Innerhalb des Teilvorhabens Verfahrensentwicklung zur Prozessdampferzeugung konnte Fraunhofer UMSICHT nachweisen, dass sich die Tiefengeothermie als grundlastfähige, erneuerbare Energie in hohem Maße für die industrielle Prozesswärme- und Prozessdampfbereitstellung eignet. Für die Aufwertung tiefengeothermaler Wärme zu industriell nutzbarem Prozessdampf konnte eine große Bandbreite an möglichen Verfahrensrouten entwickelt und identifiziert werden. Die grundsätzliche technische Realisierbarkeit einer Nutzung in der gesamten Papierindustrie (Prozessdampf mit 100–240 °C) konnte für die betrachtete Bandbreite an in Deutschland erwartbaren Reservoirtemperaturen (90–180 °C) nachgewiesen werden. Die Vielzahl an möglichen Verfahrensrouten erfordert dabei eine für den jeweiligen Anwendungsfall individuell durchzuführende Bewertung und Auswahl. Zu diesem Zweck wurde im Rahmen des Vorhabens eine kennzahlbasierte Bewertungsmethodik entwickelt und in die genutzten Simulationsmodelle integriert.

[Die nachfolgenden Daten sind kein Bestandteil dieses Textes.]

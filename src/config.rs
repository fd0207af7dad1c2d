use std::{collections::BTreeMap, path::Path, path::PathBuf, time::Duration};

use serde::{Deserialize, Serialize};

use crate::{
    error::{ConfigError, Error},
    watchdog::WatchdogConfig,
};

/// The two outgoing ports of a deployment.
///
/// These are fixed, only the incoming port is chosen by the operator.
pub const OUTGOING_PORTS: [&str; 2] = ["COM131", "COM141"];

/// Settings for a single serial endpoint.
#[derive(Debug, Clone, PartialEq, Eq, Serialize, Deserialize)]
pub struct PortConfig {
    /// The port, e.g. `COM3` or `/dev/ttyUSB0`.
    pub name: String,

    /// Baud rate.
    pub baud: u32,

    /// How long a single read may wait for data.
    pub timeout: Duration,
}

impl PortConfig {
    /// A port config.
    pub fn new(name: impl Into<String>, baud: u32, timeout: Duration) -> Self {
        Self {
            name: name.into(),
            baud,
            timeout,
        }
    }
}

/// Normalize a port name so that different spellings of the same port compare equal.
///
/// Windows device prefixes are removed and `COMn` names are upper cased,
/// since Windows treats them case insensitively.
/// Other names (e.g. unix device paths) are kept as they are.
pub fn normalize_port(name: &str) -> String {
    let name = name.trim();
    let name = name.strip_prefix(r"\\.\").unwrap_or(name);

    let is_com = match (name.get(..3), name.get(3..)) {
        (Some(prefix), Some(number)) => {
            prefix.eq_ignore_ascii_case("com")
                && !number.is_empty()
                && number.chars().all(|c| c.is_ascii_digit())
        }
        _ => false,
    };

    if is_com {
        name.to_ascii_uppercase()
    } else {
        name.to_owned()
    }
}

/// True if both names refer to the same port.
pub fn same_port(a: &str, b: &str) -> bool {
    normalize_port(a) == normalize_port(b)
}

/// Which ports are the two ends of a loopback pair.
///
/// Virtual port drivers create ports in pairs where whatever is written to one end
/// is read on the other.
/// Routing between both ends of a pair would feed the router its own output.
#[derive(Debug, Clone, Default, PartialEq, Eq, Serialize, Deserialize)]
#[serde(from = "Vec<(String, String)>", into = "Vec<(String, String)>")]
pub struct PairingTable {
    counterparts: BTreeMap<String, String>,
}

impl PairingTable {
    /// Build from a list of pairs.
    pub fn from_pairs<I, A, B>(pairs: I) -> Self
    where
        I: IntoIterator<Item = (A, B)>,
        A: AsRef<str>,
        B: AsRef<str>,
    {
        let mut counterparts = BTreeMap::new();

        for (a, b) in pairs {
            let (a, b) = (normalize_port(a.as_ref()), normalize_port(b.as_ref()));
            counterparts.insert(a.clone(), b.clone());
            counterparts.insert(b, a);
        }

        Self { counterparts }
    }

    /// The other end of `port`'s pair, if it has one.
    pub fn counterpart(&self, port: &str) -> Option<&str> {
        self.counterparts
            .get(&normalize_port(port))
            .map(String::as_str)
    }

    /// True if the two ports are each other's counterpart.
    pub fn are_paired(&self, a: &str, b: &str) -> bool {
        self.counterpart(a)
            .map(|counterpart| same_port(counterpart, b))
            .unwrap_or(false)
    }

    /// Every pair, each listed once.
    pub fn pairs(&self) -> Vec<(String, String)> {
        self.counterparts
            .iter()
            .filter(|(a, b)| a < b)
            .map(|(a, b)| (a.clone(), b.clone()))
            .collect()
    }
}

impl From<Vec<(String, String)>> for PairingTable {
    fn from(pairs: Vec<(String, String)>) -> Self {
        Self::from_pairs(pairs)
    }
}

impl From<PairingTable> for Vec<(String, String)> {
    fn from(table: PairingTable) -> Self {
        table.pairs()
    }
}

/// Everything a router needs to run.
#[derive(Debug, Clone, PartialEq)]
pub struct RouterConfig {
    /// The externally facing port.
    pub incoming: PortConfig,

    /// The two ports traffic is fanned out to.
    pub outgoing: [PortConfig; 2],

    /// Reconnect backoff never waits longer than this.
    pub max_backoff: Duration,

    /// Loopback pairs to refuse.
    pub pairing: PairingTable,

    /// Supervision settings.
    pub watchdog: WatchdogConfig,
}

impl RouterConfig {
    /// A config with default pairing and supervision.
    pub fn new(incoming: PortConfig, outgoing: [PortConfig; 2], max_backoff: Duration) -> Self {
        Self {
            incoming,
            outgoing,
            max_backoff,
            pairing: PairingTable::default(),
            watchdog: WatchdogConfig::default(),
        }
    }

    /// Set the pairing table.
    pub fn with_pairing(mut self, pairing: PairingTable) -> Self {
        self.pairing = pairing;
        self
    }

    /// Set supervision settings.
    pub fn with_watchdog(mut self, watchdog: WatchdogConfig) -> Self {
        self.watchdog = watchdog;
        self
    }

    fn check_values(&self) -> Result<(), ConfigError> {
        for port in std::iter::once(&self.incoming).chain(&self.outgoing) {
            if port.name.trim().is_empty() {
                return Err(ConfigError::BadValue {
                    field: "port name",
                    problem: "must not be empty".into(),
                });
            }
            if port.baud == 0 {
                return Err(ConfigError::BadValue {
                    field: "baud",
                    problem: format!("`{}` has a baud rate of zero", port.name),
                });
            }
        }

        if self.max_backoff.is_zero() {
            return Err(ConfigError::BadValue {
                field: "retry_delay_max",
                problem: "must be positive".into(),
            });
        }

        Ok(())
    }

    fn check_distinct(&self) -> Result<(), ConfigError> {
        let [a, b] = &self.outgoing;

        if same_port(&a.name, &b.name) {
            return Err(ConfigError::SameOutgoing(normalize_port(&a.name)));
        }

        for outgoing in &self.outgoing {
            if same_port(&outgoing.name, &self.incoming.name) {
                return Err(ConfigError::OutgoingIsIncoming(normalize_port(
                    &outgoing.name,
                )));
            }
        }

        Ok(())
    }

    fn check_pairing(&self) -> Result<(), ConfigError> {
        let [a, b] = &self.outgoing;

        if self.pairing.are_paired(&a.name, &b.name) {
            return Err(ConfigError::OutgoingPaired(
                normalize_port(&a.name),
                normalize_port(&b.name),
            ));
        }

        for outgoing in &self.outgoing {
            if self.pairing.are_paired(&outgoing.name, &self.incoming.name) {
                return Err(ConfigError::IncomingPairedWithOutgoing {
                    incoming: normalize_port(&self.incoming.name),
                    outgoing: normalize_port(&outgoing.name),
                });
            }
        }

        Ok(())
    }

    /// Check that this config may be started.
    pub fn validate(&self) -> Result<(), ConfigError> {
        self.check_values()?;
        self.check_distinct()?;
        self.check_pairing()?;

        Ok(())
    }
}

/// Log verbosity.
#[derive(Debug, Clone, Copy, PartialEq, Eq, Serialize, Deserialize, Default)]
#[serde(rename_all = "UPPERCASE")]
pub enum LogLevel {
    /// Everything, including each connect attempt.
    Debug,

    /// State changes and restarts.
    #[default]
    Info,

    /// Only problems.
    Warning,

    /// Only serious problems.
    Error,
}

impl From<LogLevel> for tracing::Level {
    fn from(level: LogLevel) -> Self {
        match level {
            LogLevel::Debug => tracing::Level::DEBUG,
            LogLevel::Info => tracing::Level::INFO,
            LogLevel::Warning => tracing::Level::WARN,
            LogLevel::Error => tracing::Level::ERROR,
        }
    }
}

/// The configuration file.
///
/// Every field is optional in the file, missing ones take their defaults.
#[derive(Debug, Clone, PartialEq, Serialize, Deserialize)]
#[serde(default)]
pub struct Config {
    /// The externally facing port.
    pub incoming_port: String,

    /// Baud rate of the incoming port.
    pub incoming_baud: u32,

    /// Baud rate shared by both outgoing ports.
    pub outgoing_baud: u32,

    /// Seconds a single read may wait for data.
    pub timeout: f64,

    /// Ceiling for the reconnect backoff, in seconds.
    pub retry_delay_max: f64,

    /// Log verbosity.
    pub log_level: LogLevel,

    /// If set, logs are also written to a daily rotated file in this directory.
    pub log_dir: Option<PathBuf>,

    /// Loopback port pairs.
    pub pairs: PairingTable,
}

impl Default for Config {
    fn default() -> Self {
        Self {
            incoming_port: "COM88".into(),
            incoming_baud: 115_200,
            outgoing_baud: 115_200,
            timeout: 0.1,
            retry_delay_max: 30.0,
            log_level: LogLevel::Info,
            log_dir: None,
            pairs: PairingTable::from_pairs([("COM131", "COM132"), ("COM141", "COM142")]),
        }
    }
}

fn seconds(field: &'static str, value: f64) -> Result<Duration, ConfigError> {
    Duration::try_from_secs_f64(value).map_err(|e| ConfigError::BadValue {
        field,
        problem: format!("`{value}` is not a usable number of seconds ({e})"),
    })
}

impl Config {
    fn ron() -> ron::Options {
        ron::Options::default()
            .with_default_extension(ron::extensions::Extensions::IMPLICIT_SOME)
            .with_default_extension(ron::extensions::Extensions::UNWRAP_NEWTYPES)
    }

    /// Deserialize a .ron file's contents.
    pub fn deserialize(input: &str) -> Result<Self, Error> {
        Ok(Self::ron().from_str::<Config>(input)?)
    }

    /// Deserialize a .json file's contents.
    pub fn deserialize_json(input: &str) -> Result<Self, Error> {
        Ok(serde_json::from_str(input)?)
    }

    /// An example configuration with some fields filled in.
    pub fn example() -> Self {
        Self {
            incoming_port: "COM3".into(),
            log_dir: Some(PathBuf::from("logs")),
            ..Default::default()
        }
    }

    /// Serialize the configuration in a "pretty" (i.e. non-compact) fashion.
    pub fn serialize_pretty(&self) -> Result<String, Error> {
        Ok(Self::ron().to_string_pretty(self, ron::ser::PrettyConfig::default())?)
    }

    /// Load a configuration file.
    ///
    /// Files ending in `.json` are read as JSON, anything else as RON.
    pub fn new_from_path<P: AsRef<Path>>(p: P) -> Result<Self, Error> {
        let path = p.as_ref();
        let s = std::fs::read_to_string(path)?;

        let is_json = path
            .extension()
            .map(|extension| extension.eq_ignore_ascii_case("json"))
            .unwrap_or(false);

        if is_json {
            Self::deserialize_json(&s)
        } else {
            Self::deserialize(&s)
        }
    }

    /// The router configuration this file describes, validated.
    pub fn router_config(&self) -> Result<RouterConfig, ConfigError> {
        let timeout = seconds("timeout", self.timeout)?;
        let max_backoff = seconds("retry_delay_max", self.retry_delay_max)?;

        let [a, b] = OUTGOING_PORTS;
        let config = RouterConfig::new(
            PortConfig::new(normalize_port(&self.incoming_port), self.incoming_baud, timeout),
            [
                PortConfig::new(a, self.outgoing_baud, timeout),
                PortConfig::new(b, self.outgoing_baud, timeout),
            ],
            max_backoff,
        )
        .with_pairing(self.pairs.clone());

        config.validate()?;

        Ok(config)
    }
}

Die erarbeiteten Ergebnisse und gewonnenen Erkenntnisse des Vorhabens lassen sich auf andere Standorte der Papierindustrie übertragen und durch Weiterentwicklung der Modelle und Methoden sowohl auf andere Branchen als auch andere Wärmequellen adaptieren. Mit der räumlichen Nähe von aufgeschlossenem, für geowissenschaftliche Untersuchungen zugänglichem Massenkalk im Steinbruch Steltenberg in Hagen und dem nur ca. 9 km nördlich vom Aufschluss gelegenen Standort des KPPP‐Papierwerkes besteht in der Region Hagen eine derzeit einzigartige Konstellation für eine risikoarme Erkundung der Reservoirformation des Massenkalks in NRW. Das Konzept zur Nutzung der charakteristischen Sprungtektonik und deren Störungssysteme im Bereich des devonischen Massenkalks kann nach erfolgreicher Erkundung im Raum Hagen auf das Gebiet Rhein‐Ruhr angewandt, übertragen und weiter erkundet werden. Die (Weiter-)Entwicklung und Optimierung vielversprechender Verfahrensrouten und deren technologischen Teilkomponenten und -systemen zur Aufwertung tiefengeothermaler Wärme zu industriell nutzbarer Prozesswärme adressiert ein breites Anwendungsfeld und sollte daher weiter vorangetrieben werden.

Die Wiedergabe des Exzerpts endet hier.